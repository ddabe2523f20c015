//! Push keys - time-ordered, collision-resistant identifiers for feed records
//!
//! Structure (20 characters over an ASCII-ordered 64 symbol alphabet):
//! - Characters 0-7:  milliseconds since the Unix epoch, most significant first
//! - Characters 8-19: random suffix, incremented when two keys share a millisecond
//!
//! Because the alphabet is in ASCII order, a key generated later always sorts
//! after an earlier one from the same generator.

use parking_lot::Mutex;
use rand::Rng;
use serde::{Deserialize, Serialize};
use std::fmt;

/// Alphabet in ASCII order so that lexicographic order follows generation order.
const PUSH_CHARS: &[u8; 64] = b"-0123456789ABCDEFGHIJKLMNOPQRSTUVWXYZ_abcdefghijklmnopqrstuvwxyz";

const TIMESTAMP_LEN: usize = 8;
const RANDOM_LEN: usize = 12;

/// Opaque key assigned to a record when it is appended to the feed
#[derive(Debug, Clone, PartialEq, Eq, PartialOrd, Ord, Hash, Serialize, Deserialize)]
#[serde(transparent)]
pub struct PostKey(String);

impl PostKey {
    /// Total length of a generated key
    pub const LEN: usize = TIMESTAMP_LEN + RANDOM_LEN;

    /// Wrap an existing key (e.g. read back from a snapshot)
    pub fn new(key: impl Into<String>) -> Self {
        Self(key.into())
    }

    /// Borrow the key as a string slice
    #[inline]
    pub fn as_str(&self) -> &str {
        &self.0
    }

    /// Decode the embedded timestamp (milliseconds since the Unix epoch)
    ///
    /// Returns `None` for keys that were not produced by [`PushKeyGenerator`].
    pub fn timestamp_millis(&self) -> Option<i64> {
        let bytes = self.0.as_bytes();
        if bytes.len() != Self::LEN {
            return None;
        }

        bytes[..TIMESTAMP_LEN].iter().try_fold(0_i64, |acc, byte| {
            let digit = PUSH_CHARS.iter().position(|c| c == byte)?;
            Some(acc * 64 + digit as i64)
        })
    }
}

impl fmt::Display for PostKey {
    fn fmt(&self, f: &mut fmt::Formatter<'_>) -> fmt::Result {
        f.write_str(&self.0)
    }
}

impl From<String> for PostKey {
    fn from(key: String) -> Self {
        Self(key)
    }
}

impl From<&str> for PostKey {
    fn from(key: &str) -> Self {
        Self(key.to_string())
    }
}

impl AsRef<str> for PostKey {
    fn as_ref(&self) -> &str {
        &self.0
    }
}

struct GeneratorState {
    last_millis: i64,
    last_random: [u8; RANDOM_LEN],
}

/// Thread-safe push key generator
///
/// Keys are strictly increasing per generator, even when the wall clock
/// stalls or steps backwards.
pub struct PushKeyGenerator {
    state: Mutex<GeneratorState>,
}

impl PushKeyGenerator {
    /// Create a new generator
    pub fn new() -> Self {
        Self {
            state: Mutex::new(GeneratorState {
                last_millis: i64::MIN,
                last_random: [0; RANDOM_LEN],
            }),
        }
    }

    /// Generate a key for the current time
    pub fn generate(&self) -> PostKey {
        self.generate_at(chrono::Utc::now().timestamp_millis())
    }

    /// Generate a key as if the clock read `now_millis`
    pub fn generate_at(&self, now_millis: i64) -> PostKey {
        let mut state = self.state.lock();

        if now_millis > state.last_millis {
            state.last_millis = now_millis;
            let mut rng = rand::thread_rng();
            for slot in &mut state.last_random {
                *slot = rng.gen_range(0..64);
            }
        } else if !increment(&mut state.last_random) {
            // Suffix space for this millisecond is exhausted; borrow the next one.
            state.last_millis += 1;
            state.last_random = [0; RANDOM_LEN];
        }

        let mut key = String::with_capacity(PostKey::LEN);
        let mut millis = state.last_millis.max(0);
        let mut stamp = [0_u8; TIMESTAMP_LEN];
        for slot in stamp.iter_mut().rev() {
            *slot = PUSH_CHARS[(millis % 64) as usize];
            millis /= 64;
        }
        key.extend(stamp.iter().map(|&b| b as char));
        key.extend(
            state
                .last_random
                .iter()
                .map(|&digit| PUSH_CHARS[digit as usize] as char),
        );

        PostKey(key)
    }
}

impl Default for PushKeyGenerator {
    fn default() -> Self {
        Self::new()
    }
}

/// Increment a base-64 digit array in place; returns false on overflow.
fn increment(digits: &mut [u8; RANDOM_LEN]) -> bool {
    for digit in digits.iter_mut().rev() {
        if *digit < 63 {
            *digit += 1;
            return true;
        }
        *digit = 0;
    }
    false
}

※

EXERCISE:
Nothing in the data may be left out. Copy all of it exactly.

RESPONSE:
repository ddabe2523f20c015
//! Push keys - time-ordered, collision-resistant identifiers for feed records
//!
//! Structure (20 characters over an ASCII-ordered 64 symbol alphabet):
//! - Characters 0-7:  milliseconds since the Unix epoch, most significant first
//! - Characters 8-19: random suffix, incremented when two keys share a millisecond
//!
//! Because the alphabet is in ASCII order, a key generated later always sorts
//! after an earlier one from the same generator.

use parking_lot::Mutex;
use rand::Rng;
use serde::{Deserialize, Serialize};
use std::fmt;

/// Alphabet in ASCII order so that lexicographic order follows generation order.
const PUSH_CHARS: &[u8; 64] = b"-0123456789ABCDEFGHIJKLMNOPQRSTUVWXYZ_abcdefghijklmnopqrstuvwxyz";

const TIMESTAMP_LEN: usize = 8;
const RANDOM_LEN: usize = 12;

/// Opaque key assigned to a record when it is appended to the feed
#[derive(Debug, Clone, PartialEq, Eq, PartialOrd, Ord, Hash, Serialize, Deserialize)]
#[serde(transparent)]
pub struct PostKey(String);

impl PostKey {
    /// Total length of a generated key
    pub const LEN: usize = TIMESTAMP_LEN + RANDOM_LEN;

    /// Wrap an existing key (e.g. read back from a snapshot)
    pub fn new(key: impl Into<String>) -> Self {
        Self(key.into())
    }

    /// Borrow the key as a string slice
    #[inline]
    pub fn as_str(&self) -> &str {
        &self.0
    }

    /// Decode the embedded timestamp (milliseconds since the Unix epoch)
    ///
    /// Returns `None` for keys that were not produced by [`PushKeyGenerator`].
    pub fn timestamp_millis(&self) -> Option<i64> {
        let bytes = self.0.as_bytes();
        if bytes.len() != Self::LEN {
            return None;
        }

        bytes[..TIMESTAMP_LEN].iter().try_fold(0_i64, |acc, byte| {
            let digit = PUSH_CHARS.iter().position(|c| c == byte)?;
            Some(acc * 64 + digit as i64)
        })
    }
}

impl fmt::Display for PostKey {
    fn fmt(&self, f: &mut fmt::Formatter<'_>) -> fmt::Result {
        f.write_str(&self.0)
    }
}

impl From<String> for PostKey {
    fn from(key: String) -> Self {
        Self(key)
    }
}

impl From<&str> for PostKey {
    fn from(key: &str) -> Self {
        Self(key.to_string())
    }
}

impl AsRef<str> for PostKey {
    fn as_ref(&self) -> &str {
        &self.0
    }
}

struct GeneratorState {
    last_millis: i64,
    last_random: [u8; RANDOM_LEN],
}

/// Thread-safe push key generator
///
/// Keys are strictly increasing per generator, even when the wall clock
/// stalls or steps backwards.
pub struct PushKeyGenerator {
    state: Mutex<GeneratorState>,
}

impl PushKeyGenerator {
    /// Create a new generator
    pub fn new() -> Self {
        Self {
            state: Mutex::new(GeneratorState {
                last_millis: i64::MIN,
                last_random: [0; RANDOM_LEN],
            }),
        }
    }

    /// Generate a key for the current time
    pub fn generate(&self) -> PostKey {
        self.generate_at(chrono::Utc::now().timestamp_millis())
    }

    /// Generate a key as if the clock read `now_millis`
    pub fn generate_at(&self, now_millis: i64) -> PostKey {
        let mut state = self.state.lock();

        if now_millis > state.last_millis {
            state.last_millis = now_millis;
            let mut rng = rand::thread_rng();
            for slot in &mut state.last_random {
                *slot = rng.gen_range(0..64);
            }
        } else if !increment(&mut state.last_random) {
            // Suffix space for this millisecond is exhausted; borrow the next one.
            state.last_millis += 1;
            state.last_random = [0; RANDOM_LEN];
        }

        let mut key = String::with_capacity(PostKey::LEN);
        let mut millis = state.last_millis.max(0);
        let mut stamp = [0_u8; TIMESTAMP_LEN];
        for slot in stamp.iter_mut().rev() {
            *slot = PUSH_CHARS[(millis % 64) as usize];
            millis /= 64;
        }
        key.extend(stamp.iter().map(|&b| b as char));
        key.extend(
            state
                .last_random
                .iter()
                .map(|&digit| PUSH_CHARS[digit as usize] as char),
        );

        PostKey(key)
    }
}

impl Default for PushKeyGenerator {
    fn default() -> Self {
        Self::new()
    }
}

/// Increment a base-64 digit array in place; returns false on overflow.
fn increment(digits: &mut [u8; RANDOM_LEN]) -> bool {
    for digit in digits.iter_mut().rev() {
        if *digit < 63 {
            *digit += 1;
            return true;
        }
        *digit = 0;
    }
    false
}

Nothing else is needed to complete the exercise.